Sea turtles are an ancient species believed to have been around for the past 110 million years. Although these marine reptiles have had a long history, their future doesn’t look quite as durable as their past, with six out of the seven species found throughout the world being listed as endangered or even critically endangered, according to the International Union for Conservation of Nature (IUCN). Thankfully, many organisations and individuals have dedicated their lives to helping reverse the plight of endangered species such as turtles, and in Maputo National Park, wildlife vets from the Mozambique Wildlife Alliance are nursing a sick green turtle back to health.

This female green turtle was found by one of the diving concessions who operate off the coast of Ponto do Ouro in Mozambique. As the boat approached the turtle, she made several attempts to dive underwater but it soon became obvious that something was wrong. Thanks to a quick response and collaborative efforts from diving operators, Gozo Azul Dive Centre and Dolphin Centre, the turtle was rehabilitated in a safe environment. After 24 hours, she was assisted by Maputo National Park’s marine rangers, and was placed in the capable hands of the Mozambique Wildlife Alliance team, who sent her for X-Rays to diagnose what was wrong.

It has now been a week since the turtle has been taken in, and Hannes van Wyk, Peace Parks Foundation aviation manager and chief pilot, takes us with him to get an update on the turtle’s progress. Wildlife vets Dr Hagnesio Chiponde and Dr Hugo Pereira explain to Hannes that recent X-Rays indicate that the turtle has pneumonia. Despite her improved condition, the team will need to assess her daily to determine when she may be ready for release.

According to Hugo, their metabolisms are slow, and their diet varies depending on their age. As youngsters, sea turtles tend to have more of a carnivorous diet including species such as shrimp and squid, but as they start to mature, their diet turns more towards the vegetarian side, and they prefer greens such as seagrass. Estimating that this turtle is between 35-40 years young, the Mozambique Wildlife Alliance team is doing all they can to speed up her recovery.

As a predator, scavenger, competitor and host, turtles play an important role in the health of the marine ecosystem. Older green turtles, such as the one seen in the video above, primarily graze upon seagrass beds, which helps the grass grow back quicker and healthier, making it a favourable nursery ground for many smaller marine organisms. Additionally, seagrass beds are important for providing oxygen as well as being a vital carbon sink within the ocean.

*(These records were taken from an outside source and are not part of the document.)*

//! Shared application state injected into all Axum handlers.

use std::sync::Arc;
use std::time::Duration;

use crate::directory::DeviceDirectory;
use crate::mail::MailWatchHub;
use crate::session::ConnectionRegistry;

/// Shared application state available to all handlers via Axum's
/// `State` extractor.
#[derive(Debug, Clone)]
pub struct AppState {
    /// Live device sessions.
    pub registry: Arc<ConnectionRegistry>,
    /// Device and channel lookups.
    pub directory: Arc<dyn DeviceDirectory>,
    /// Watched mailboxes and push intake.
    pub mail_watch: Arc<MailWatchHub>,
    /// How long a new connection may wait before sending `HELLO`.
    pub handshake_timeout: Duration,
}

impl AppState {
    /// Bundles the shared components.
    #[must_use]
    pub fn new(
        registry: Arc<ConnectionRegistry>,
        directory: Arc<dyn DeviceDirectory>,
        mail_watch: Arc<MailWatchHub>,
        handshake_timeout: Duration,
    ) -> Self {
        Self {
            registry,
            directory,
            mail_watch,
            handshake_timeout,
        }
    }
}
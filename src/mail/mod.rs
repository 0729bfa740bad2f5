//! Mail-watch collaborator.
//!
//! The session layer asks the collaborator to watch a mailbox through the
//! [`MailWatch`] trait; the collaborator reports "new mail" by publishing
//! [`crate::domain::MailEvent`]s on the [`crate::domain::MailBus`].
//! [`MailWatchHub`] is the in-process implementation fed by push
//! notifications.

pub mod hub;

use std::fmt;

use async_trait::async_trait;

use crate::error::MailWatchError;

pub use hub::{MailPush, MailWatchHub, PushOutcome};

/// Subscription side of the mail-watch contract.
#[async_trait]
pub trait MailWatch: Send + Sync + fmt::Debug {
    /// Starts (or refreshes) watching `mailbox`.
    ///
    /// # Errors
    ///
    /// Returns [`MailWatchError`] if the mailbox cannot be watched. The
    /// caller decides what to do; there is no internal retry.
    async fn watch(&self, mailbox: &str) -> Result<(), MailWatchError>;
}
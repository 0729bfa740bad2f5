//! Registry of live sessions.
//!
//! [`ConnectionRegistry`] is the only shared mutable map in the gateway.
//! Connection tasks register on accept and unregister on exit; the
//! notification router, the liveness sweep and the admin endpoints read
//! snapshots of it.

use std::collections::HashMap;
use std::sync::Arc;
use std::time::Duration;

use tokio::sync::RwLock;
use tokio::task::JoinHandle;

use super::handle::{SessionHandle, SessionStatus};
use crate::domain::SessionId;
use crate::error::GatewayError;
use crate::protocol::{LedState, ServerFrame, ToneStep};
use crate::service::notification_router;

/// Frames pushed to a device by the test endpoint: a C-major scale on
/// speaker 1, then LED 1 on for five seconds.
#[must_use]
pub fn test_frames() -> [ServerFrame; 2] {
    let scale = [262, 294, 330, 349, 392, 440, 494]
        .into_iter()
        .map(|f| ToneStep::new(f, 200))
        .chain([ToneStep::new(523, 400), ToneStep::new(0, 400)])
        .collect();
    [
        ServerFrame::Beep {
            index: 1,
            repeat: 2,
            steps: scale,
        },
        ServerFrame::Led {
            index: 1,
            state: LedState::On,
            duration_ms: Some(5000),
        },
    ]
}

/// Outcome of one liveness sweep.
#[derive(Debug, Clone, Copy, Default, PartialEq, Eq)]
pub struct SweepReport {
    /// Sessions that answered the previous probe and were probed again.
    pub probed: usize,
    /// Sessions that missed the previous probe and were dropped.
    pub evicted: usize,
}

/// Set of live sessions keyed by [`SessionId`].
#[derive(Debug, Default)]
pub struct ConnectionRegistry {
    sessions: RwLock<HashMap<SessionId, Arc<SessionHandle>>>,
}

impl ConnectionRegistry {
    /// Creates an empty registry.
    #[must_use]
    pub fn new() -> Self {
        Self::default()
    }

    /// Adds a session.
    ///
    /// # Errors
    ///
    /// Returns [`GatewayError::DuplicateSession`] if the id is already
    /// registered.
    pub async fn register(&self, handle: Arc<SessionHandle>) -> Result<(), GatewayError> {
        let id = handle.id();
        let mut map = self.sessions.write().await;
        if map.contains_key(&id) {
            return Err(GatewayError::DuplicateSession(id));
        }
        map.insert(id, handle);
        tracing::debug!(session_id = %id, sessions = map.len(), "session registered");
        Ok(())
    }

    /// Removes a session. Removing an absent id is a no-op.
    pub async fn unregister(&self, id: SessionId) -> Option<Arc<SessionHandle>> {
        let removed = self.sessions.write().await.remove(&id);
        if removed.is_some() {
            tracing::debug!(session_id = %id, "session unregistered");
        }
        removed
    }

    /// Looks up a session.
    pub async fn get(&self, id: SessionId) -> Option<Arc<SessionHandle>> {
        self.sessions.read().await.get(&id).map(Arc::clone)
    }

    /// Number of live sessions.
    pub async fn len(&self) -> usize {
        self.sessions.read().await.len()
    }

    /// Returns `true` when no session is registered.
    pub async fn is_empty(&self) -> bool {
        self.sessions.read().await.is_empty()
    }

    /// Point-in-time copy of every registered handle.
    ///
    /// Iterating the copy never holds the registry lock, so sessions may
    /// come and go while the caller works through it.
    pub async fn snapshot(&self) -> Vec<Arc<SessionHandle>> {
        self.sessions.read().await.values().map(Arc::clone).collect()
    }

    /// Admin view of every session, oldest first.
    pub async fn list(&self) -> Vec<SessionStatus> {
        let mut list: Vec<SessionStatus> = self
            .snapshot()
            .await
            .iter()
            .map(|h| h.status())
            .collect();
        list.sort_by_key(|s| s.since);
        list
    }

    /// Sends the test sequence to every session bound to `callsign`.
    ///
    /// Returns how many sessions received it.
    pub async fn test_device(&self, callsign: &str) -> usize {
        let frames = test_frames();
        let mut reached = 0;
        for handle in self.snapshot().await {
            if !handle.is_callsign(callsign) {
                continue;
            }
            if frames.iter().all(|frame| handle.send(frame)) {
                reached += 1;
            }
        }
        tracing::info!(callsign, sessions = reached, "sent test sequence");
        reached
    }

    /// Closes and forgets every session. Returns how many were dropped.
    pub async fn reset(&self) -> usize {
        let drained: Vec<Arc<SessionHandle>> = {
            let mut map = self.sessions.write().await;
            map.drain().map(|(_, h)| h).collect()
        };
        for handle in &drained {
            handle.close();
        }
        tracing::info!(sessions = drained.len(), "disconnected all sessions");
        drained.len()
    }

    /// Delivers the commands bound to `mailbox` to every live session.
    ///
    /// Returns the number of frames queued.
    pub async fn notify_devices(&self, mailbox: &str) -> usize {
        let sessions = self.snapshot().await;
        notification_router::fan_out(&sessions, mailbox)
    }

    /// One liveness pass.
    ///
    /// A session that answered since the last pass is probed again; one
    /// that did not is terminated and removed.
    pub async fn sweep(&self) -> SweepReport {
        let mut report = SweepReport::default();
        for handle in self.snapshot().await {
            if handle.check_alive() {
                handle.probe();
                report.probed += 1;
            } else {
                tracing::info!(
                    session_id = %handle.id(),
                    callsign = handle.callsign().unwrap_or("-"),
                    "session unresponsive, terminating"
                );
                handle.terminate();
                self.unregister(handle.id()).await;
                report.evicted += 1;
            }
        }
        report
    }

    /// Runs [`Self::sweep`] every `interval` until the task is aborted.
    pub fn spawn_liveness_sweep(self: &Arc<Self>, interval: Duration) -> JoinHandle<()> {
        let registry = Arc::clone(self);
        tokio::spawn(async move {
            let mut ticker = tokio::time::interval(interval);
            ticker.set_missed_tick_behavior(tokio::time::MissedTickBehavior::Delay);
            ticker.tick().await;
            loop {
                ticker.tick().await;
                let report = registry.sweep().await;
                if report.evicted > 0 {
                    tracing::info!(
                        probed = report.probed,
                        evicted = report.evicted,
                        "liveness sweep"
                    );
                } else {
                    tracing::trace!(probed = report.probed, "liveness sweep");
                }
            }
        })
    }
}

Maputo National Park plays a critical role in the protection of turtles, supporting around 80% of the critically endangered leatherback and loggerhead turtles who visit Mozambique’s coastline every year to nest. Although it’s important for nature to take its course, Peace Parks Foundation recognises that human intervention is necessary for endangered species such as these, whose numbers have dramatically decreased at the hands of humans.